#### SOURCE INFORMATION:
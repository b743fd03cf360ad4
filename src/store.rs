// Credential store adapters
// Key-value persistence used to survive process restarts

use anyhow::{Context, Result};
use async_trait::async_trait;
use rusqlite::{params, Connection, OptionalExtension};
use std::collections::HashMap;
use std::path::Path;
use std::sync::{Arc, Mutex};

/// Async key-value persistence handle
#[async_trait]
pub trait CredentialStore: Send + Sync {
    async fn get_item(&self, key: &str) -> Result<Option<String>>;

    async fn set_item(&self, key: &str, value: &str) -> Result<()>;

    async fn remove_item(&self, key: &str) -> Result<()>;

    async fn has_item(&self, key: &str) -> Result<bool> {
        Ok(self.get_item(key).await?.is_some())
    }

    /// Write a group of keys. Backends that can should make this all-or-nothing.
    async fn set_items(&self, items: &[(&str, String)]) -> Result<()> {
        for (key, value) in items {
            self.set_item(key, value).await?;
        }
        Ok(())
    }
}

/// In-process store, mostly for tests and ephemeral sessions
#[derive(Debug, Clone, Default)]
pub struct MemoryStore {
    items: Arc<tokio::sync::Mutex<HashMap<String, String>>>,
}

impl MemoryStore {
    pub fn new() -> Self {
        Self::default()
    }

    /// Copy of every stored entry
    pub async fn snapshot(&self) -> HashMap<String, String> {
        self.items.lock().await.clone()
    }
}

#[async_trait]
impl CredentialStore for MemoryStore {
    async fn get_item(&self, key: &str) -> Result<Option<String>> {
        Ok(self.items.lock().await.get(key).cloned())
    }

    async fn set_item(&self, key: &str, value: &str) -> Result<()> {
        self.items
            .lock()
            .await
            .insert(key.to_string(), value.to_string());
        Ok(())
    }

    async fn remove_item(&self, key: &str) -> Result<()> {
        self.items.lock().await.remove(key);
        Ok(())
    }

    async fn set_items(&self, items: &[(&str, String)]) -> Result<()> {
        let mut guard = self.items.lock().await;
        for (key, value) in items {
            guard.insert(key.to_string(), value.clone());
        }
        Ok(())
    }
}

/// SQLite-backed store using a single `auth_kv` table.
/// Queries run on the blocking pool so they never stall the async executor.
pub struct SqliteStore {
    conn: Arc<Mutex<Connection>>,
}

impl SqliteStore {
    /// Open (or create) the database at `path`
    pub fn open(path: &Path) -> Result<Self> {
        if let Some(parent) = path.parent() {
            std::fs::create_dir_all(parent).with_context(|| {
                format!("Failed to create database directory: {}", parent.display())
            })?;
        }

        let conn = Connection::open(path)
            .with_context(|| format!("Failed to open SQLite database: {}", path.display()))?;
        Self::with_connection(conn)
    }

    /// Non-persistent database, useful for tests
    pub fn open_in_memory() -> Result<Self> {
        let conn = Connection::open_in_memory().context("Failed to open in-memory SQLite")?;
        Self::with_connection(conn)
    }

    fn with_connection(conn: Connection) -> Result<Self> {
        conn.execute(
            "CREATE TABLE IF NOT EXISTS auth_kv (key TEXT PRIMARY KEY, value TEXT NOT NULL)",
            [],
        )
        .context("Failed to create auth_kv table")?;

        Ok(Self {
            conn: Arc::new(Mutex::new(conn)),
        })
    }

    async fn with_conn<T, F>(&self, f: F) -> Result<T>
    where
        F: FnOnce(&mut Connection) -> Result<T> + Send + 'static,
        T: Send + 'static,
    {
        let conn = self.conn.clone();
        tokio::task::spawn_blocking(move || {
            let mut conn = conn
                .lock()
                .map_err(|_| anyhow::anyhow!("SQLite connection lock poisoned"))?;
            f(&mut conn)
        })
        .await
        .context("SQLite task failed")?
    }
}

#[async_trait]
impl CredentialStore for SqliteStore {
    async fn get_item(&self, key: &str) -> Result<Option<String>> {
        let key = key.to_string();
        self.with_conn(move |conn| {
            conn.query_row("SELECT value FROM auth_kv WHERE key = ?", [&key], |row| {
                row.get(0)
            })
            .optional()
            .with_context(|| format!("Failed to read '{}' from SQLite", key))
        })
        .await
    }

    async fn set_item(&self, key: &str, value: &str) -> Result<()> {
        let (key, value) = (key.to_string(), value.to_string());
        self.with_conn(move |conn| {
            conn.execute(
                "INSERT OR REPLACE INTO auth_kv (key, value) VALUES (?, ?)",
                params![key, value],
            )
            .with_context(|| format!("Failed to write '{}' to SQLite", key))?;
            Ok(())
        })
        .await
    }

    async fn remove_item(&self, key: &str) -> Result<()> {
        let key = key.to_string();
        self.with_conn(move |conn| {
            conn.execute("DELETE FROM auth_kv WHERE key = ?", [&key])
                .with_context(|| format!("Failed to remove '{}' from SQLite", key))?;
            Ok(())
        })
        .await
    }

    async fn set_items(&self, items: &[(&str, String)]) -> Result<()> {
        let items: Vec<(String, String)> = items
            .iter()
            .map(|(key, value)| (key.to_string(), value.clone()))
            .collect();

        self.with_conn(move |conn| {
            let tx = conn.transaction().context("Failed to begin transaction")?;
            for (key, value) in &items {
                tx.execute(
                    "INSERT OR REPLACE INTO auth_kv (key, value) VALUES (?, ?)",
                    params![key, value],
                )
                .with_context(|| format!("Failed to write '{}' to SQLite", key))?;
            }
            tx.commit().context("Failed to commit credential record")
        })
        .await
    }
}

#### PROBLEM STATEMENT:
Until the last line is reached, keep transcribing the data exactly.

#### SOLVED EXERCISE:
repository b743fd03cf360ad4
filename src/store.rs
// Credential store adapters
// Key-value persistence used to survive process restarts

use anyhow::{Context, Result};
use async_trait::async_trait;
use rusqlite::{params, Connection, OptionalExtension};
use std::collections::HashMap;
use std::path::Path;
use std::sync::{Arc, Mutex};

/// Async key-value persistence handle
#[async_trait]
pub trait CredentialStore: Send + Sync {
    async fn get_item(&self, key: &str) -> Result<Option<String>>;

    async fn set_item(&self, key: &str, value: &str) -> Result<()>;

    async fn remove_item(&self, key: &str) -> Result<()>;

    async fn has_item(&self, key: &str) -> Result<bool> {
        Ok(self.get_item(key).await?.is_some())
    }

    /// Write a group of keys. Backends that can should make this all-or-nothing.
    async fn set_items(&self, items: &[(&str, String)]) -> Result<()> {
        for (key, value) in items {
            self.set_item(key, value).await?;
        }
        Ok(())
    }
}

/// In-process store, mostly for tests and ephemeral sessions
#[derive(Debug, Clone, Default)]
pub struct MemoryStore {
    items: Arc<tokio::sync::Mutex<HashMap<String, String>>>,
}

impl MemoryStore {
    pub fn new() -> Self {
        Self::default()
    }

    /// Copy of every stored entry
    pub async fn snapshot(&self) -> HashMap<String, String> {
        self.items.lock().await.clone()
    }
}

#[async_trait]
impl CredentialStore for MemoryStore {
    async fn get_item(&self, key: &str) -> Result<Option<String>> {
        Ok(self.items.lock().await.get(key).cloned())
    }

    async fn set_item(&self, key: &str, value: &str) -> Result<()> {
        self.items
            .lock()
            .await
            .insert(key.to_string(), value.to_string());
        Ok(())
    }

    async fn remove_item(&self, key: &str) -> Result<()> {
        self.items.lock().await.remove(key);
        Ok(())
    }

    async fn set_items(&self, items: &[(&str, String)]) -> Result<()> {
        let mut guard = self.items.lock().await;
        for (key, value) in items {
            guard.insert(key.to_string(), value.clone());
        }
        Ok(())
    }
}

/// SQLite-backed store using a single `auth_kv` table.
/// Queries run on the blocking pool so they never stall the async executor.
pub struct SqliteStore {
    conn: Arc<Mutex<Connection>>,
}

impl SqliteStore {
    /// Open (or create) the database at `path`
    pub fn open(path: &Path) -> Result<Self> {
        if let Some(parent) = path.parent() {
            std::fs::create_dir_all(parent).with_context(|| {
                format!("Failed to create database directory: {}", parent.display())
            })?;
        }

        let conn = Connection::open(path)
            .with_context(|| format!("Failed to open SQLite database: {}", path.display()))?;
        Self::with_connection(conn)
    }

    /// Non-persistent database, useful for tests
    pub fn open_in_memory() -> Result<Self> {
        let conn = Connection::open_in_memory().context("Failed to open in-memory SQLite")?;
        Self::with_connection(conn)
    }

    fn with_connection(conn: Connection) -> Result<Self> {
        conn.execute(
            "CREATE TABLE IF NOT EXISTS auth_kv (key TEXT PRIMARY KEY, value TEXT NOT NULL)",
            [],
        )
        .context("Failed to create auth_kv table")?;

        Ok(Self {
            conn: Arc::new(Mutex::new(conn)),
        })
    }

    async fn with_conn<T, F>(&self, f: F) -> Result<T>
    where
        F: FnOnce(&mut Connection) -> Result<T> + Send + 'static,
        T: Send + 'static,
    {
        let conn = self.conn.clone();
        tokio::task::spawn_blocking(move || {
            let mut conn = conn
                .lock()
                .map_err(|_| anyhow::anyhow!("SQLite connection lock poisoned"))?;
            f(&mut conn)
        })
        .await
        .context("SQLite task failed")?
    }
}

#[async_trait]
impl CredentialStore for SqliteStore {
    async fn get_item(&self, key: &str) -> Result<Option<String>> {
        let key = key.to_string();
        self.with_conn(move |conn| {
            conn.query_row("SELECT value FROM auth_kv WHERE key = ?", [&key], |row| {
                row.get(0)
            })
            .optional()
            .with_context(|| format!("Failed to read '{}' from SQLite", key))
        })
        .await
    }

    async fn set_item(&self, key: &str, value: &str) -> Result<()> {
        let (key, value) = (key.to_string(), value.to_string());
        self.with_conn(move |conn| {
            conn.execute(
                "INSERT OR REPLACE INTO auth_kv (key, value) VALUES (?, ?)",
                params![key, value],
            )
            .with_context(|| format!("Failed to write '{}' to SQLite", key))?;
            Ok(())
        })
        .await
    }

    async fn remove_item(&self, key: &str) -> Result<()> {
        let key = key.to_string();
        self.with_conn(move |conn| {
            conn.execute("DELETE FROM auth_kv WHERE key = ?", [&key])
                .with_context(|| format!("Failed to remove '{}' from SQLite", key))?;
            Ok(())
        })
        .await
    }

    async fn set_items(&self, items: &[(&str, String)]) -> Result<()> {
        let items: Vec<(String, String)> = items
            .iter()
            .map(|(key, value)| (key.to_string(), value.clone()))
            .collect();

        self.with_conn(move |conn| {
            let tx = conn.transaction().context("Failed to begin transaction")?;
            for (key, value) in &items {
                tx.execute(
                    "INSERT OR REPLACE INTO auth_kv (key, value) VALUES (?, ?)",
                    params![key, value],
                )
                .with_context(|| format!("Failed to write '{}' to SQLite", key))?;
            }
            tx.commit().context("Failed to commit credential record")
        })
        .await
    }
}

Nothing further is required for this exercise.